For each positive integer $n$ let $X_n = \left\{1, 2, 3, ..., 2^n \right\}$ with the discrete topology and let $f_n : X_{n+1} → X_n$ be the function defined by:
$f_n(i) = i$ for $1 ≤ i ≤ 2^n$
$f_n(i) = 2^{n+1} − i + 1$ for $2^n < i ≤ 2^{n+1}$
Then $X = lim_{←} \left\{X_i, f_i \right\}_{i=1}^{\infty}$ is homeomorphic to the Cantor set.
I've been trying to find a homeomorphism for this for way too long... anyone know what it would be? I can take care of proving it's a homeomorphism once I have the function.
Typically when finding a homeomorphism between a set and the Cantor set, I use the fact that a point of the Cantor set can be written as $\sum_{i=1}^{\infty} \frac{a_i}{3^i}$ for $a_i \in \left\{ 0, 2 \right\}$.
Rewritten, to address issues raised in the comments:
Let me alter your notation slightly for convenience: $$X_n = \{0,1,2,...,2^{n}-1\} $$ $$f_n(i) = \begin{cases} i & \quad\text{if $0 \le i < 2^n$} \\ i - 2^{n-1} & \quad\text{if $2^n \le i < 2^{n+1}$} \end{cases} $$ It should be straightforward to work out an isomorphism of inverse sequences between the notation of your question and this new notation.
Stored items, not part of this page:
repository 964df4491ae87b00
//! Message types for inter-layer communication in the actor-based architecture.
//!
//! This module defines all messages that flow between the UI, App, and Network layers.

pub mod ui_events;
pub mod network;
pub mod render;

pub use ui_events::UiEvent;
pub use network::{NetworkCommand, NetworkResponse};
pub use render::RenderState;
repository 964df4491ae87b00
//! UI events - messages from UI layer to App layer
//!
//! Key mapping doubles as the gesture surface of the bill list: it decides
//! when a key press counts as a pull-to-refresh or a load-more.

use crossterm::event::{KeyCode, KeyEvent, KeyModifiers};

/// Events generated from user input in the UI layer
#[derive(Debug, Clone, PartialEq)]
pub enum UiEvent {
    // List gestures
    PullRefresh,
    ScrollUp,
    /// Move the cursor down; `load_more` is set when the cursor is close enough to the end
    ScrollDown { load_more: bool },

    // Filters
    OpenCategoryPicker,
    OpenMonthPicker,
    PickerNext,
    PickerPrev,
    PickerConfirm,
    PickerCancel,

    // Add bill
    OpenAddBill,
    FormChar(char),
    FormBackspace,
    FormNextField,
    FormToggleKind,
    FormNextCategory,
    FormPrevCategory,
    FormSubmit,
    FormCancel,

    // Popups
    ToggleHelp,
    CloseHelp,

    // System
    Quit,
}

/// Popup currently covering the bill list
#[derive(Clone, Copy, PartialEq, Eq, Debug, Default)]
pub enum Popup {
    #[default]
    None,
    CategoryPicker,
    MonthPicker,
    AddBill,
    Help,
}

/// Whether a downward scroll from `selected` lands within `threshold` rows of the end
pub fn within_load_distance(selected: usize, list_len: usize, threshold: usize) -> bool {
    list_len > 0 && list_len - 1 - selected.min(list_len - 1) <= threshold
}

/// Convert a key event to a UiEvent based on current UI context
pub fn key_to_ui_event(
    key: KeyEvent,
    popup: Popup,
    list_len: usize,
    selected: usize,
    load_threshold: usize,
) -> Option<UiEvent> {
    use crossterm::event::KeyEventKind;

    if key.kind != KeyEventKind::Press {
        return None;
    }

    if key.modifiers.contains(KeyModifiers::CONTROL) && key.code == KeyCode::Char('c') {
        return Some(UiEvent::Quit);
    }

    match popup {
        Popup::Help => Some(UiEvent::CloseHelp),
        Popup::CategoryPicker | Popup::MonthPicker => match key.code {
            KeyCode::Esc => Some(UiEvent::PickerCancel),
            KeyCode::Enter => Some(UiEvent::PickerConfirm),
            KeyCode::Up | KeyCode::Char('k') => Some(UiEvent::PickerPrev),
            KeyCode::Down | KeyCode::Char('j') => Some(UiEvent::PickerNext),
            _ => None,
        },
        Popup::AddBill => match key.code {
            KeyCode::Esc => Some(UiEvent::FormCancel),
            KeyCode::Enter => Some(UiEvent::FormSubmit),
            KeyCode::Tab | KeyCode::BackTab => Some(UiEvent::FormNextField),
            KeyCode::Up | KeyCode::Down => Some(UiEvent::FormToggleKind),
            KeyCode::Left => Some(UiEvent::FormPrevCategory),
            KeyCode::Right => Some(UiEvent::FormNextCategory),
            KeyCode::Backspace => Some(UiEvent::FormBackspace),
            KeyCode::Char(c) => Some(UiEvent::FormChar(c)),
            _ => None,
        },
        Popup::None => handle_list_keys(key, list_len, selected, load_threshold),
    }
}

/// Handle keys for the bill list screen
fn handle_list_keys(
    key: KeyEvent,
    list_len: usize,
    selected: usize,
    load_threshold: usize,
) -> Option<UiEvent> {
    match key.code {
        KeyCode::Char('q') => Some(UiEvent::Quit),
        KeyCode::Char('?') => Some(UiEvent::ToggleHelp),
        KeyCode::Char('t') => Some(UiEvent::OpenCategoryPicker),
        KeyCode::Char('m') => Some(UiEvent::OpenMonthPicker),
        KeyCode::Char('a') => Some(UiEvent::OpenAddBill),
        // No gesture surface over an empty list
        _ if list_len == 0 => None,
        KeyCode::Char('r') => Some(UiEvent::PullRefresh),
        KeyCode::Up | KeyCode::Char('k') => {
            if selected == 0 {
                Some(UiEvent::PullRefresh)
            } else {
                Some(UiEvent::ScrollUp)
            }
        }
        KeyCode::Down | KeyCode::Char('j') => Some(UiEvent::ScrollDown {
            load_more: within_load_distance(selected + 1, list_len, load_threshold),
        }),
        _ => None,
    }
}
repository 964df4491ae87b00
//! Configuration loading
//!
//! Settings live in `~/.billfold/config.yaml`; every field is optional and
//! `BILLFOLD_API_URL` / `BILLFOLD_TOKEN` override what the file says.

use anyhow::{Context, Result};
use serde::{Deserialize, Serialize};
use std::fs;
use std::path::{Path, PathBuf};

use crate::constants::DEFAULT_API_URL;

const CONFIG_FILE: &str = "config.yaml";

#[derive(Clone, Debug, PartialEq, Serialize, Deserialize)]
pub struct Config {
    /// Base URL of the bill service
    #[serde(default = "default_api_url")]
    pub api_url: String,
    /// Sent verbatim as the `Authorization` header
    #[serde(default)]
    pub token: Option<String>,
    /// Directory the log file is written to
    #[serde(default = "default_log_dir")]
    pub log_dir: PathBuf,
}

fn default_api_url() -> String {
    DEFAULT_API_URL.to_string()
}

fn default_log_dir() -> PathBuf {
    PathBuf::from(".")
}

impl Default for Config {
    fn default() -> Self {
        Config {
            api_url: default_api_url(),
            token: None,
            log_dir: default_log_dir(),
        }
    }
}

impl Config {
    /// Default config directory (`~/.billfold`)
    pub fn config_dir() -> PathBuf {
        dirs::home_dir()
            .unwrap_or_else(|| PathBuf::from("."))
            .join(".billfold")
    }

    /// Load from the default location, then apply environment overrides
    pub fn load() -> Result<Config> {
        let mut config = Config::load_from(&Config::config_dir().join(CONFIG_FILE))?;
        config.apply_overrides(
            std::env::var("BILLFOLD_API_URL").ok(),
            std::env::var("BILLFOLD_TOKEN").ok(),
        );
        Ok(config)
    }

    /// Load from a specific file; a missing file yields the defaults
    pub fn load_from(path: &Path) -> Result<Config> {
        if !path.exists() {
            return Ok(Config::default());
        }
        let content = fs::read_to_string(path)
            .with_context(|| format!("reading {}", path.display()))?;
        if content.trim().is_empty() {
            return Ok(Config::default());
        }
        serde_yaml::from_str(&content).with_context(|| format!("parsing {}", path.display()))
    }

    fn apply_overrides(&mut self, api_url: Option<String>, token: Option<String>) {
        if let Some(url) = api_url.filter(|u| !u.is_empty()) {
            self.api_url = url;
        }
        if let Some(token) = token.filter(|t| !t.is_empty()) {
            self.token = Some(token);
        }
    }
}

#[cfg(test)]
mod tests {
    use super::*;
    use tempfile::tempdir;

    #[test]
    fn test_missing_file_gives_defaults() {
        let dir = tempdir().unwrap();
        let config = Config::load_from(&dir.path().join("nope.yaml")).unwrap();
        assert_eq!(config, Config::default());
    }

    #[test]
    fn test_partial_file_keeps_defaults() {
        let dir = tempdir().unwrap();
        let path = dir.path().join(CONFIG_FILE);
        fs::write(&path, "token: abc123\n").unwrap();

        let config = Config::load_from(&path).unwrap();
        assert_eq!(config.token.as_deref(), Some("abc123"));
        assert_eq!(config.api_url, DEFAULT_API_URL);
    }

    #[test]
    fn test_malformed_file_is_an_error() {
        let dir = tempdir().unwrap();
        let path = dir.path().join(CONFIG_FILE);
        fs::write(&path, "api_url: [unterminated\n").unwrap();
        assert!(Config::load_from(&path).is_err());
    }

    #[test]
    fn test_overrides() {
        let mut config = Config::default();
        config.apply_overrides(Some("http://bills.local".into()), Some(String::new()));
        assert_eq!(config.api_url, "http://bills.local");
        assert_eq!(config.token, None);
    }
}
Using this new notation, each element of $X_n$ can be written uniquely as an $n$-bit binary number $$b_n \cdots b_1 = \sum_{i=1}^n b_i \cdot 2^{i-1} $$ Furthermore, the projection function $f_n : X_{n+1} \to X_n$ can be written as $$f_n(b_{n+1}b_n \cdots b_1) = b_n \cdots b_1 $$ In other words, $f_n$ simply drops the leading bit.
It follows from this description that each element of the inverse limit $X$ can be written uniquely as an "infinite binary number" by which I simply mean an infinite bit sequence written in the form $\cdots b_{n+1} \, b_n \cdots b_4 \, b_3 \, b_2 \, b_1$. Furthermore every such "infinite binary number" is an element of $X$. To be a bit more precise, and to address your question in the comments, each element of $X$ is an infinite sequence of finite binary numbers which has the form $$(b_1, \, b_2b_1, \, b_3b_2b_1, \, b_4b_3b_2b_1, \, \ldots) $$ and we can clearly put such sequences into one-to-one correspondence with infinite bit sequences $\cdots b_{n+1} \, b_n \cdots b_4 \, b_3 \, b_2 \, b_1$.
With this notation, we can now define $$f(\cdots b_{n+1} \, b_n \cdots b_4 \, b_3 \, b_2 \, b_1) = \sum_{i=1}^\infty \frac{2b_i}{3^{i-1}} $$